# WHAT YOU WILL DO
Go over the records and copy every line with the string "MoveId".

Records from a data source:
————————

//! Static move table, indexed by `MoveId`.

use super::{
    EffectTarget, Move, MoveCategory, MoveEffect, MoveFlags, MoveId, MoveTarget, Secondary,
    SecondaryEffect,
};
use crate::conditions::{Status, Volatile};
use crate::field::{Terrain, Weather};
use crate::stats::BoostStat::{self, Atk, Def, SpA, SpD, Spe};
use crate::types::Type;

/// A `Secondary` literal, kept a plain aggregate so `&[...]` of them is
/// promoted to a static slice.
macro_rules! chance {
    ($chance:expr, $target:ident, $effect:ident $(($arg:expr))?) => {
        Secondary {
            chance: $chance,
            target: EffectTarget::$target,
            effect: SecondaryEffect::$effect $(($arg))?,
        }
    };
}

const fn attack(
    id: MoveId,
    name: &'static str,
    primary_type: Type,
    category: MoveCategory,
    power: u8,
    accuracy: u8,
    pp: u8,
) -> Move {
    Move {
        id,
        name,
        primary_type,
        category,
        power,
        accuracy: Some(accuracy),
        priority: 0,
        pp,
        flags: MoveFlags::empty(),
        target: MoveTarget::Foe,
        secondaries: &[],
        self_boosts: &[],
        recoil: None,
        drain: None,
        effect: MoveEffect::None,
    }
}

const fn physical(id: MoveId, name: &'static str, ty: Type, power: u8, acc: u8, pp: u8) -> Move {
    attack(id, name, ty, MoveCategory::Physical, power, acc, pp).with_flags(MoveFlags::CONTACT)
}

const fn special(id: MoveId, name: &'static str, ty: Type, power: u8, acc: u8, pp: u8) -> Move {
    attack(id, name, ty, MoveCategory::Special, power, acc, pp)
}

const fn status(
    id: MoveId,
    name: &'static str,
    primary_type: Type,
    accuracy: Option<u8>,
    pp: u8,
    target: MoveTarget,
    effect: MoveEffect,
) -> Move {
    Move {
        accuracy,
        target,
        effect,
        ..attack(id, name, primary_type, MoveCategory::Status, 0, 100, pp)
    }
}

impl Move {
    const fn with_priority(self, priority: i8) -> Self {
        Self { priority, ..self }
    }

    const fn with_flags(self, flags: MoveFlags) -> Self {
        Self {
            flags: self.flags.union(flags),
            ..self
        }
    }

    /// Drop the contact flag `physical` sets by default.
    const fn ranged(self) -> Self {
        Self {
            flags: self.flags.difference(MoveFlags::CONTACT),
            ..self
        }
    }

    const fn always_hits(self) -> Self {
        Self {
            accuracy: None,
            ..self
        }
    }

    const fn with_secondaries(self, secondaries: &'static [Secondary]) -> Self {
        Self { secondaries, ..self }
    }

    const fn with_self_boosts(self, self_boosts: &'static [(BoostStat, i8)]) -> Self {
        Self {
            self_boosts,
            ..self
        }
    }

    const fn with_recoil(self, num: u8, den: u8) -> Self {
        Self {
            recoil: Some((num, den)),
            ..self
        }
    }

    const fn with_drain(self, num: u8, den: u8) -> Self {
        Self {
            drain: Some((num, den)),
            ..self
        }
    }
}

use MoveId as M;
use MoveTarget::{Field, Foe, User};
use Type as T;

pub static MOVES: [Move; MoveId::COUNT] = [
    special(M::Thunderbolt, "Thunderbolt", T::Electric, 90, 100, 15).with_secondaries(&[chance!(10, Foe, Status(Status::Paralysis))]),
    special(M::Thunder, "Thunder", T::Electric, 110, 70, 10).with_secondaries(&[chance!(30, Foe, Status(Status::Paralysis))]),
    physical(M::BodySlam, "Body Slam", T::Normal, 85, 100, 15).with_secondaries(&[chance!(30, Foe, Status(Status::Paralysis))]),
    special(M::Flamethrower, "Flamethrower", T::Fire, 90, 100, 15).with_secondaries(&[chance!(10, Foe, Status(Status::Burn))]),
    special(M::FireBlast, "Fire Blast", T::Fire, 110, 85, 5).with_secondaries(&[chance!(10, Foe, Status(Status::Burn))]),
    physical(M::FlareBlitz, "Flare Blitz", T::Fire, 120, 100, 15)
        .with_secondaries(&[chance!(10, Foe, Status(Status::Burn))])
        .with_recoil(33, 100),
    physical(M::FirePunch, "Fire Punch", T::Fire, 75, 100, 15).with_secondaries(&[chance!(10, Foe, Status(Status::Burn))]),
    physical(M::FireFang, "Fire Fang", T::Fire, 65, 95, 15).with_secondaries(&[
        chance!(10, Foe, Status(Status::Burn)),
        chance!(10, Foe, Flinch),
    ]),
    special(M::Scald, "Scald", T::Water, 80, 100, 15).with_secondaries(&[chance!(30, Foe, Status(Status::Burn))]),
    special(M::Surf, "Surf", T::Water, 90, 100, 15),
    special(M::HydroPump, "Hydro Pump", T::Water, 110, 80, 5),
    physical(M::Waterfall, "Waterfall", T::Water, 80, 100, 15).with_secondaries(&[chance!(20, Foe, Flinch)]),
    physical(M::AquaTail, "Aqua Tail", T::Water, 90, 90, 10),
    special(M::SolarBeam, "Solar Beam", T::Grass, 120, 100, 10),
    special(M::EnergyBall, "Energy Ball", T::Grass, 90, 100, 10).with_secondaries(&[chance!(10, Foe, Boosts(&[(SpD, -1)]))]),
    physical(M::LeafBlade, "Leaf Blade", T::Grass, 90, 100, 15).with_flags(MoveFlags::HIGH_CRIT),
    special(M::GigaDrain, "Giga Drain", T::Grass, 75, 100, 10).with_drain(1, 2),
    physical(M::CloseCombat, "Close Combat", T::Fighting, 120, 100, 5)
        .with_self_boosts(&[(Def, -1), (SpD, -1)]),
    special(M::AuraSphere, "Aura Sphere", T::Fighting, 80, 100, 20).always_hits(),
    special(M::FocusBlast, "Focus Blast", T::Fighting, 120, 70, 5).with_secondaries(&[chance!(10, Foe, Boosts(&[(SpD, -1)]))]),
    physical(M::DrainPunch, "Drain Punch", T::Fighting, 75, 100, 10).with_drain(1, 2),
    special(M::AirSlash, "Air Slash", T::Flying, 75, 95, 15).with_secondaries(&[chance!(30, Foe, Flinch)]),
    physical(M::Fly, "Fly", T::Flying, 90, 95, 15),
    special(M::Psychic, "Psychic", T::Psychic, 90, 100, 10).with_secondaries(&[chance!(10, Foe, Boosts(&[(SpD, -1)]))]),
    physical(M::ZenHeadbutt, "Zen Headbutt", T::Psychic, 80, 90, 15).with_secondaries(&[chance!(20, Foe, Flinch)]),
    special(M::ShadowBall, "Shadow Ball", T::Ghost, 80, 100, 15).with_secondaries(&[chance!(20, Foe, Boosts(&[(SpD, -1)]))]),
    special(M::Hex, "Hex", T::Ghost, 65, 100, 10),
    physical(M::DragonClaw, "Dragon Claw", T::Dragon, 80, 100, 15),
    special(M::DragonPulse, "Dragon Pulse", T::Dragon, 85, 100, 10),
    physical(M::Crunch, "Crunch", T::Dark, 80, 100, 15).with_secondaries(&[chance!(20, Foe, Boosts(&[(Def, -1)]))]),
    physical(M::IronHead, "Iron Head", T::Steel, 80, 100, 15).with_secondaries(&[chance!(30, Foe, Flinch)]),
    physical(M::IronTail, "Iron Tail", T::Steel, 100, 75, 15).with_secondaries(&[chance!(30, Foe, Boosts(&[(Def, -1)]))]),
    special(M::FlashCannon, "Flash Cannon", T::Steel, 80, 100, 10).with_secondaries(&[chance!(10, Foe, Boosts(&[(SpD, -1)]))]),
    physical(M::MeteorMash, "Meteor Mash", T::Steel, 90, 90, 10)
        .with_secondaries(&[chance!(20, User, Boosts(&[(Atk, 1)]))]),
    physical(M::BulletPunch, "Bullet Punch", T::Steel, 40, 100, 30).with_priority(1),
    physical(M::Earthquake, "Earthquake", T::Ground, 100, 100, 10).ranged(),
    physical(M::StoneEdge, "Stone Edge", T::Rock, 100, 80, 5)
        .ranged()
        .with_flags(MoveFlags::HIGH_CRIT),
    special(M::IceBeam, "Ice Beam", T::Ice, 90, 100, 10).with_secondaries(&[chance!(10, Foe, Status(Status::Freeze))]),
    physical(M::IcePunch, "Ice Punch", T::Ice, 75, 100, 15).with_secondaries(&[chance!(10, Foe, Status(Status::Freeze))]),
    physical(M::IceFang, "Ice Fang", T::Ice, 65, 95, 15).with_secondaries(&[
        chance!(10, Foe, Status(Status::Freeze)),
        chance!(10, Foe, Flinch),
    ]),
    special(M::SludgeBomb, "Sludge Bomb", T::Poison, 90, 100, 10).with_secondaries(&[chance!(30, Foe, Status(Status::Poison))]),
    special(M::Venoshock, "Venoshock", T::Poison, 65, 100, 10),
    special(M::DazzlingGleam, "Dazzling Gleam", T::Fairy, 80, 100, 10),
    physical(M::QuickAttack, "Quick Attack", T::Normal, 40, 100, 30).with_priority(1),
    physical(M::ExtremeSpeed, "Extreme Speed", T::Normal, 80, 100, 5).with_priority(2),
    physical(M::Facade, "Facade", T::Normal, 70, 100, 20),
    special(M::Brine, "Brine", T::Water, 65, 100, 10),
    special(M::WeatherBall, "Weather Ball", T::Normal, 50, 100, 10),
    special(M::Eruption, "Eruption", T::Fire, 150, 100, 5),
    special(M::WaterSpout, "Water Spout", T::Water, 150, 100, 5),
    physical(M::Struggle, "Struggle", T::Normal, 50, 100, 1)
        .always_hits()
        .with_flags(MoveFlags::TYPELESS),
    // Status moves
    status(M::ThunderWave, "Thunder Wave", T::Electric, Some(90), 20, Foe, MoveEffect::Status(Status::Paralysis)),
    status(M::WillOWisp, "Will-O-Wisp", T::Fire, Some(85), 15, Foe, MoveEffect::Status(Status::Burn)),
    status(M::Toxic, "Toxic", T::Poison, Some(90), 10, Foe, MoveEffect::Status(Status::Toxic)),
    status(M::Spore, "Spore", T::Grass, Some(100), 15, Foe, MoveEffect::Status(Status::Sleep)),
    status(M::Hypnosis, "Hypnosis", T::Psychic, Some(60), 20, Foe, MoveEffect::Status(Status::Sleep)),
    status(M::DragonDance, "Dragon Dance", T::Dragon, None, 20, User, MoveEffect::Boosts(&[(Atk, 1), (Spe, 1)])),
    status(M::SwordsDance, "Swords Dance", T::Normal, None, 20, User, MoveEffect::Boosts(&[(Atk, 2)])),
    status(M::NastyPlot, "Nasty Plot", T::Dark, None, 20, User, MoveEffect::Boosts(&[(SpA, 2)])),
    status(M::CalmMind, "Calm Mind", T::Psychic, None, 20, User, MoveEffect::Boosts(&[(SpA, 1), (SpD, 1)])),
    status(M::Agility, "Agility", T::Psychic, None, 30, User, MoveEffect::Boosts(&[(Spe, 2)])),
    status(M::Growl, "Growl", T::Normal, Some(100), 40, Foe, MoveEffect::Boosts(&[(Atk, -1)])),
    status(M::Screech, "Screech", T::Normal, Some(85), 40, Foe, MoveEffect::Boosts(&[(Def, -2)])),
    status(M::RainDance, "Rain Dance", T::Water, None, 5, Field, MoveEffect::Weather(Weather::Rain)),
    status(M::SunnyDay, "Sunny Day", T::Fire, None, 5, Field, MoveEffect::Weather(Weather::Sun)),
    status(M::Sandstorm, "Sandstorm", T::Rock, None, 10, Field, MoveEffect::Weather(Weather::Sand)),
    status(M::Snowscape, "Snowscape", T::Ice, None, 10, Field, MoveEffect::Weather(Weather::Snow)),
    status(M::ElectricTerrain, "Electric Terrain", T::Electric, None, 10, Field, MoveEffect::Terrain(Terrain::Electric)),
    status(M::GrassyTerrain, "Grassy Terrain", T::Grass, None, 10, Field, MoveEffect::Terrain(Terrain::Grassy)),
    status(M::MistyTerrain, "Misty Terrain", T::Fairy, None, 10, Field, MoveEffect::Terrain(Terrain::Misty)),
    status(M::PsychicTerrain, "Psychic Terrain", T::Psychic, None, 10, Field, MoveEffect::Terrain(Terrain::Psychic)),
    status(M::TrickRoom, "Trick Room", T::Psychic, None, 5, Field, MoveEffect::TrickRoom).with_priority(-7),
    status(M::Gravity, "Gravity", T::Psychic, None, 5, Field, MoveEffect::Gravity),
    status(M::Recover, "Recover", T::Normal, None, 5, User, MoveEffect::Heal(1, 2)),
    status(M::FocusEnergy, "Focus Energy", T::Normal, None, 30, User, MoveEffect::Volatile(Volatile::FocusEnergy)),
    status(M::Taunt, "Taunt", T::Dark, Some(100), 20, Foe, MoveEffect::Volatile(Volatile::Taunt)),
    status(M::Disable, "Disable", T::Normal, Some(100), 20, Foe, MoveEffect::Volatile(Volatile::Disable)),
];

————————

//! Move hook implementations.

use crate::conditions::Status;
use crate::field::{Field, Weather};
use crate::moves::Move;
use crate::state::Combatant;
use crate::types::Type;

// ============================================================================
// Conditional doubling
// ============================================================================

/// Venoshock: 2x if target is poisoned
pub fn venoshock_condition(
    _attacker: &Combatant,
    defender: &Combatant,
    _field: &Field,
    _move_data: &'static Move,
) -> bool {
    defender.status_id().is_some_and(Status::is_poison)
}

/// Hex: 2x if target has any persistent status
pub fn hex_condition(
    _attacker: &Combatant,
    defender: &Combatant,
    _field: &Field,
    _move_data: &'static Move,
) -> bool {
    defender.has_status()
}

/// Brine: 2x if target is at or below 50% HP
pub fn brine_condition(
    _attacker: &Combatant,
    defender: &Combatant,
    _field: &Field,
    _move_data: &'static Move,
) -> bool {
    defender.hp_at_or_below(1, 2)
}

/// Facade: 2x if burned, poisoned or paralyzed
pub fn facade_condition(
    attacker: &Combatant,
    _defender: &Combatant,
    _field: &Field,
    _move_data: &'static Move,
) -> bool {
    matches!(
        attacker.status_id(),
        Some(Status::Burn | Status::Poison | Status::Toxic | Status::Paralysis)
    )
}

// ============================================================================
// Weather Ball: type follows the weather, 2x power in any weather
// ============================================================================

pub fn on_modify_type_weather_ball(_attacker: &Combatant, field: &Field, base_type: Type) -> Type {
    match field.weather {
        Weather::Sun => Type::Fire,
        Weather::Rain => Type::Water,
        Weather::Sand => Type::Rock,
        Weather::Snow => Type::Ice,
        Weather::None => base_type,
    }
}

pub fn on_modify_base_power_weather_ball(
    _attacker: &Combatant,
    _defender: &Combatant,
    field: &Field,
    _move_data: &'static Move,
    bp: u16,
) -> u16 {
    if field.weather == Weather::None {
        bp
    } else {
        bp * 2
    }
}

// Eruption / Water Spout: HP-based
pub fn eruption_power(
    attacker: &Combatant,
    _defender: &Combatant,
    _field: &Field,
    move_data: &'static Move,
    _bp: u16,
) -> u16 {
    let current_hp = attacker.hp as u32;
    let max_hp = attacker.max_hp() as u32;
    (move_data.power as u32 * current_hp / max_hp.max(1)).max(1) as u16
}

————————

# ANSWER TO THIS PROBLEM
//! Static move table, indexed by `MoveId`.
    EffectTarget, Move, MoveCategory, MoveEffect, MoveFlags, MoveId, MoveTarget, Secondary,
    id: MoveId,
const fn physical(id: MoveId, name: &'static str, ty: Type, power: u8, acc: u8, pp: u8) -> Move {
const fn special(id: MoveId, name: &'static str, ty: Type, power: u8, acc: u8, pp: u8) -> Move {
    id: MoveId,
use MoveId as M;
pub static MOVES: [Move; MoveId::COUNT] = [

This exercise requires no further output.